Under US law, it is near-impossible for a person to file a civil rights lawsuit against an individual federal agent, the way someone who’s been hurt by a local or state police officer could. But an increasing number of people hurt by ICE and DHS agents are filing tort claims—demanding monetary compensation for what has been done to them—through a byzantine process governed by the Federal Tort Claims Act. 

“Under the Federal Tort Claims Act we can file a claim for monetary damages.
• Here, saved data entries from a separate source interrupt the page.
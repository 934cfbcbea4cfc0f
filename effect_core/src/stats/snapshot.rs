//! Serializable save state of a Stats

use super::{Stat, Stats, StatsError};
use crate::effect::StackDef;
use crate::modifier::{Modifier, ModifierDef};
use crate::registry::Registry;
use crate::types::{EffectType, SourceId, StatType};
use serde::{Deserialize, Serialize};
use std::collections::BTreeMap;
use std::sync::Arc;

/// Configuration of every stat, modifier and stack of one entity
///
/// Runtime state (activity, cached condition results) is not stored; it is
/// recomputed when the snapshot is loaded.
#[derive(Debug, Clone, Default, PartialEq, Serialize, Deserialize)]
pub struct StatsSnapshot {
    #[serde(default)]
    pub stats: BTreeMap<StatType, Stat>,
    #[serde(default)]
    pub modifiers: Vec<ModifierDef>,
    #[serde(default)]
    pub effects: Vec<StatusEffectSnapshot>,
}

#[derive(Debug, Clone, PartialEq, Serialize, Deserialize)]
pub struct StatusEffectSnapshot {
    pub effect: EffectType,
    pub stacks: Vec<StackDef>,
}

impl Stats {
    /// Capture the configuration needed to rebuild this entity
    ///
    /// Modifiers applied by status effects are left out; loading the
    /// effect's stacks re-applies them.
    pub fn snapshot(&self) -> StatsSnapshot {
        let stats = self
            .values
            .iter()
            .map(|(stat, value)| (stat.clone(), *value))
            .collect();

        let mut modifiers: Vec<ModifierDef> = self
            .modifiers
            .iter()
            .filter(|m| !m.source().is_some_and(SourceId::is_effect_source))
            .map(Modifier::to_def)
            .collect();
        modifiers.sort_by(|a, b| a.stat.cmp(&b.stat));

        let mut effects: Vec<StatusEffectSnapshot> = self
            .effects
            .iter()
            .map(|status| StatusEffectSnapshot {
                effect: status.effect_type().clone(),
                stacks: status.stacks().iter().map(|s| s.to_def()).collect(),
            })
            .collect();
        effects.sort_by(|a, b| a.effect.cmp(&b.effect));

        StatsSnapshot {
            stats,
            modifiers,
            effects,
        }
    }

    /// Rebuild an entity from a snapshot
    pub fn from_snapshot(registry: Arc<Registry>, snapshot: &StatsSnapshot) -> Result<Stats, StatsError> {
        let mut stats = Stats::new(registry.clone());
        for (stat, value) in &snapshot.stats {
            stats.values.insert(stat.clone(), *value);
        }
        for def in &snapshot.modifiers {
            let modifier = def.build(registry.conditions())?;
            stats.insert_modifier(modifier, def.source.clone());
        }
        for status in &snapshot.effects {
            for def in &status.stacks {
                let stack = def.build(registry.conditions())?;
                stats.add_stack(&status.effect, stack, def.source.clone())?;
            }
        }
        Ok(stats)
    }
}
That’s what we can ask for,” Gingold, of the MacArthur Justice Center, told Mother Jones. “We can’t ask for systems change under the FTCA. But we do feel strongly that [if] more people do this, demand their due for the harm that’s been wreaked over this country…that itself could make systems change happen, right?” 

An ICE agent told the Washington Post that the agency received 400 tort claims in fiscal year 2025. Among the claimants: an undocumented immigrant in Chicago seeking $1 million in damages after he said he was body-slammed and put in a chokehold by a DHS agent, a 79-year-old US citizen in California who is seeking $50 million after federal agents shoved him to the ground and broke his ribs, and the wife of a farmworker who died of injuries sustained during an ICE raid is seeking $47 million.
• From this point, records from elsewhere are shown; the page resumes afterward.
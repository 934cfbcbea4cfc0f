//! Object pool for hot-path gameplay objects

/// A type that can be reset and reused
pub trait Poolable {
    /// Reset every field to its default and drop owned children
    fn clear(&mut self);
}

/// A free list of reusable values
///
/// Released values are always cleared before they become available again,
/// so `acquire` never hands out stale state.
#[derive(Debug)]
pub struct Pool<T: Poolable + Default> {
    free: Vec<T>,
    lists: Vec<Vec<T>>,
}

impl<T: Poolable + Default> Default for Pool<T> {
    fn default() -> Self {
        Pool {
            free: Vec::new(),
            lists: Vec::new(),
        }
    }
}

impl<T: Poolable + Default> Pool<T> {
    /// Create an empty pool
    pub fn new() -> Self {
        Self::default()
    }

    /// Take a cleared value from the pool, or make a fresh one
    pub fn acquire(&mut self) -> T {
        self.free.pop().unwrap_or_default()
    }

    /// Clear a value and make it available for reuse
    pub fn release(&mut self, mut value: T) {
        value.clear();
        self.free.push(value);
    }

    /// Take an empty list from the pool
    pub fn acquire_list(&mut self) -> Vec<T> {
        self.lists.pop().unwrap_or_default()
    }

    /// Return a list; its elements are released too
    pub fn release_list(&mut self, mut list: Vec<T>) {
        for value in list.drain(..) {
            self.release(value);
        }
        self.lists.push(list);
    }

    /// Number of values waiting for reuse
    pub fn len(&self) -> usize {
        self.free.len()
    }

    pub fn is_empty(&self) -> bool {
        self.free.is_empty()
    }
}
And Rahman, now, is likely to be one of the most public faces of this tactic: since her arrest, she’s continued to speak up for immigration reform, attended the State of the Union as Ilhan Omar’s guest—and she’s been arrested a second time, for standing up during the State of the Union. (She was released without charge.) 
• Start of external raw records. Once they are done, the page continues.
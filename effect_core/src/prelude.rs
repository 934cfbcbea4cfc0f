//! Prelude module for convenient imports
//!
//! ```rust
//! use effect_core::prelude::*;
//! ```

// Core types
pub use crate::stats::{Stat, Stats, StatsError};
pub use crate::types::{AddOutcome, EffectType, ModifierId, SourceId, StackId, StatType};

// Modifiers
pub use crate::modifier::{CalculateOptions, Modifier};
pub use crate::operator::Operator;

// Conditions
pub use crate::condition::{CompareOp, Condition};

// Status effects
pub use crate::effect::{EffectDef, EffectStack, StackMode};

// Config
pub use crate::config::ConfigError;
pub use crate::registry::{EffectHook, Registry};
“Our nation lacks rules and accountability around what a person claiming to be law enforcement can do to another human being, and I am not afraid to keep working on this problem even after ICE is gone,” Rahman said in February.

But though ICE and DHS are facing billions of dollars in potential tort claims, the process is likely to be slow. Filing a tort claim, Gingold said, is relatively simple: you start by filling out a form. “What’s required is not much: you just need to be able to say, this is the harm that happened.” Then, the agency has six months to agree to pay, or contest your claim. Often, though, they ignore tort claims altogether, Gingold said. If that six-month clock runs out, then a person harmed by an ICE agent would have the opportunity to take the agency to court. 

“If the agency gets enough of these and understands that treating people inhumanely, ignoring disability, targeting people for their race is costly, that can lead to changes in how they function,” Gingold said. 

A Department of Homeland Security spokesperson referred to Rahman as an “agitator” who impeded law enforcement operations “Any claim she was denied medical care is FALSE and just another smear leading to a 1,300% increase in assaults and 3,300% increase in vehicular attacks,” the spokesperson wrote in an email.

Reporter Amanda Moore was on the ground and captured video footage of officers forcefully removing Rahman from her vehicle during the arrest.

Update, April 16: This article has been updated to include comment from the Department of Homeland Security.